[Material provided]

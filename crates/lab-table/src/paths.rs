pub const FILE_SEPARATOR: char = ':';
pub const KEY_SEPARATOR: char = '.';

fn escape_key(key: &str) -> String {
    let mut out = String::with_capacity(key.len());
    for c in key.chars() {
        match c {
            '%' => out.push_str("%25"),
            '.' => out.push_str("%2E"),
            ':' => out.push_str("%3A"),
            _ => out.push(c),
        }
    }
    out
}

fn unescape_key(key: &str) -> String {
    let mut out = String::with_capacity(key.len());
    let mut rest = key;
    while let Some(idx) = rest.find('%') {
        out.push_str(&rest[..idx]);
        let tail = &rest[idx..];
        let decoded = match tail.get(..3) {
            Some("%25") => Some('%'),
            Some("%2E") => Some('.'),
            Some("%3A") => Some(':'),
            _ => None,
        };
        match decoded {
            Some(c) => {
                out.push(c);
                rest = &tail[3..];
            }
            None => {
                out.push('%');
                rest = &tail[1..];
            }
        }
    }
    out.push_str(rest);
    out
}

fn join_keys<S: AsRef<str>>(keys: &[S]) -> String {
    keys.iter()
        .map(|k| escape_key(k.as_ref()))
        .collect::<Vec<_>>()
        .join(&KEY_SEPARATOR.to_string())
}

pub fn join_column_path<S: AsRef<str>>(segments: &[S]) -> String {
    match segments {
        [] => String::new(),
        [category] => category.as_ref().to_string(),
        [category, file] => format!("{}{}{}", category.as_ref(), FILE_SEPARATOR, file.as_ref()),
        [category, file, keys @ ..] => format!(
            "{}{}{}{}{}",
            category.as_ref(),
            FILE_SEPARATOR,
            file.as_ref(),
            FILE_SEPARATOR,
            join_keys(keys)
        ),
    }
}

pub fn append_column_path<S: AsRef<str>>(path: &str, segments: &[S]) -> String {
    if segments.is_empty() {
        return path.to_string();
    }
    if path.is_empty() {
        return join_column_path(segments);
    }
    match path.matches(FILE_SEPARATOR).count() {
        0 => {
            let Some((file, keys)) = segments.split_first() else {
                return path.to_string();
            };
            if keys.is_empty() {
                format!("{}{}{}", path, FILE_SEPARATOR, file.as_ref())
            } else {
                format!(
                    "{}{}{}{}{}",
                    path,
                    FILE_SEPARATOR,
                    file.as_ref(),
                    FILE_SEPARATOR,
                    join_keys(keys)
                )
            }
        }
        1 => format!("{}{}{}", path, FILE_SEPARATOR, join_keys(segments)),
        _ => format!("{}{}{}", path, KEY_SEPARATOR, join_keys(segments)),
    }
}

pub fn split_column_path(path: &str) -> Vec<String> {
    if path.is_empty() {
        return Vec::new();
    }
    let Some((category, rest)) = path.split_once(FILE_SEPARATOR) else {
        return vec![path.to_string()];
    };
    let Some((file, keys)) = rest.rsplit_once(FILE_SEPARATOR) else {
        return vec![category.to_string(), rest.to_string()];
    };
    let mut out = vec![category.to_string(), file.to_string()];
    out.extend(keys.split(KEY_SEPARATOR).map(unescape_key));
    out
}
//! The research list view: cache plus delete-confirmation dialog.

use serde::Serialize;
use std::sync::Arc;
use thiserror::Error;

use super::cache::{ResearchCache, ResearchSnapshot};
use super::delete_dialog::DeleteDialog;
use crate::errors::{DeleteDialogError, RemoveError, TransportError};
use crate::models::RecordId;
use crate::transport::ResearchBackend;

#[derive(Debug, Clone, PartialEq, Error)]
pub enum ListViewError {
    #[error(transparent)]
    Dialog(#[from] DeleteDialogError),

    #[error(transparent)]
    Transport(#[from] TransportError),

    #[error(transparent)]
    Remove(#[from] RemoveError),
}

#[derive(Debug, Clone, PartialEq, Serialize)]
pub struct ListViewSnapshot {
    pub research: ResearchSnapshot,
    pub dialog: DeleteDialog,
}

pub struct ResearchListView<B: ResearchBackend> {
    cache: ResearchCache<B>,
    dialog: DeleteDialog,
}

impl<B: ResearchBackend> ResearchListView<B> {
    pub fn new(backend: Arc<B>) -> Self {
        Self {
            cache: ResearchCache::new(backend),
            dialog: DeleteDialog::default(),
        }
    }

    pub fn cache(&self) -> &ResearchCache<B> {
        &self.cache
    }

    pub fn snapshot(&self) -> ListViewSnapshot {
        ListViewSnapshot {
            research: self.cache.snapshot(),
            dialog: self.dialog.clone(),
        }
    }

    pub async fn refresh(&mut self) -> Result<(), TransportError> {
        self.cache.refresh().await
    }

    pub fn request_delete(&mut self, id: RecordId) -> Result<(), ListViewError> {
        Ok(self.dialog.open(id)?)
    }

    pub fn cancel_delete(&mut self) -> Result<(), ListViewError> {
        Ok(self.dialog.cancel()?)
    }

    /// Run the confirmed delete. The dialog closes once the call resolves,
    /// whether it succeeded or not. `ListViewError::Remove` tells a failed
    /// delete apart from a failed reload after a successful one.
    pub async fn confirm_delete(&mut self) -> Result<RecordId, ListViewError> {
        let id = self.dialog.confirm()?;
        let outcome = self.cache.remove(&id).await;
        self.dialog.resolve()?;
        outcome?;
        Ok(id)
    }
}

#[cfg(test)]
mod tests {
    use super::*;
    use crate::errors::TransportErrorKind;
    use crate::research::cache::tests::FakeServer;

    #[tokio::test]
    async fn test_confirmed_delete_removes_and_closes() {
        let server = FakeServer::with(&["r1", "r2"]);
        let mut view = ResearchListView::new(server);
        view.refresh().await.unwrap();

        view.request_delete(RecordId::from("r1")).unwrap();
        let deleted = view.confirm_delete().await.unwrap();

        assert_eq!(deleted.as_str(), "r1");
        let snap = view.snapshot();
        assert_eq!(snap.dialog, DeleteDialog::Closed);
        assert!(!snap.research.contains(&RecordId::from("r1")));
        assert!(snap.research.contains(&RecordId::from("r2")));
    }

    #[tokio::test]
    async fn test_failed_delete_keeps_item_closes_dialog_and_surfaces_error() {
        let server = FakeServer::with(&["r1"]);
        *server.fail_delete.lock().unwrap() = Some(TransportError::network("offline"));
        let mut view = ResearchListView::new(server);
        view.refresh().await.unwrap();

        view.request_delete(RecordId::from("r1")).unwrap();
        let err = view.confirm_delete().await.unwrap_err();

        match err {
            ListViewError::Remove(RemoveError::Delete(e)) => {
                assert_eq!(e.kind, TransportErrorKind::Network)
            }
            other => panic!("Expected delete error, got {:?}", other),
        }
        let snap = view.snapshot();
        assert!(snap.research.contains(&RecordId::from("r1")));
        assert_eq!(snap.dialog, DeleteDialog::Closed);
        assert!(snap.research.error.is_some());
    }

    #[tokio::test]
    async fn test_reload_failure_after_delete_reports_deleted() {
        let server = FakeServer::with(&["r1", "r2"]);
        let mut view = ResearchListView::new(server.clone());
        view.refresh().await.unwrap();
        *server.fail_list.lock().unwrap() = Some(TransportError::network("offline"));

        view.request_delete(RecordId::from("r1")).unwrap();
        let err = view.confirm_delete().await.unwrap_err();

        match err {
            ListViewError::Remove(e) => assert!(e.deleted()),
            other => panic!("Expected reload error, got {:?}", other),
        }
        assert!(server.records.lock().unwrap().iter().all(|r| r.id.as_str() != "r1"));
        assert_eq!(view.snapshot().dialog, DeleteDialog::Closed);
    }

    #[tokio::test]
    async fn test_cancel_issues_no_calls() {
        let server = FakeServer::with(&["r1"]);
        let mut view = ResearchListView::new(server.clone());
        view.request_delete(RecordId::from("r1")).unwrap();
        view.cancel_delete().unwrap();
        assert!(server.calls.lock().unwrap().is_empty());
        assert!(matches!(
            view.confirm_delete().await,
            Err(ListViewError::Dialog(DeleteDialogError::NotOpen))
        ));
    }

    #[tokio::test]
    async fn test_second_intent_rejected_while_open() {
        let server = FakeServer::with(&["r1", "r2"]);
        let mut view = ResearchListView::new(server);
        view.request_delete(RecordId::from("r1")).unwrap();
        assert_eq!(
            view.request_delete(RecordId::from("r2")),
            Err(ListViewError::Dialog(DeleteDialogError::AlreadyOpen))
        );
    }
}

[/Material provided]

Task requirements
Report every line containing the word "category" from the listing above.

Answer to this problem
        [category] => category.as_ref().to_string(),
        [category, file] => format!("{}{}{}", category.as_ref(), FILE_SEPARATOR, file.as_ref()),
        [category, file, keys @ ..] => format!(
            category.as_ref(),
    let Some((category, rest)) = path.split_once(FILE_SEPARATOR) else {
        return vec![category.to_string(), rest.to_string()];
    let mut out = vec![category.to_string(), file.to_string()];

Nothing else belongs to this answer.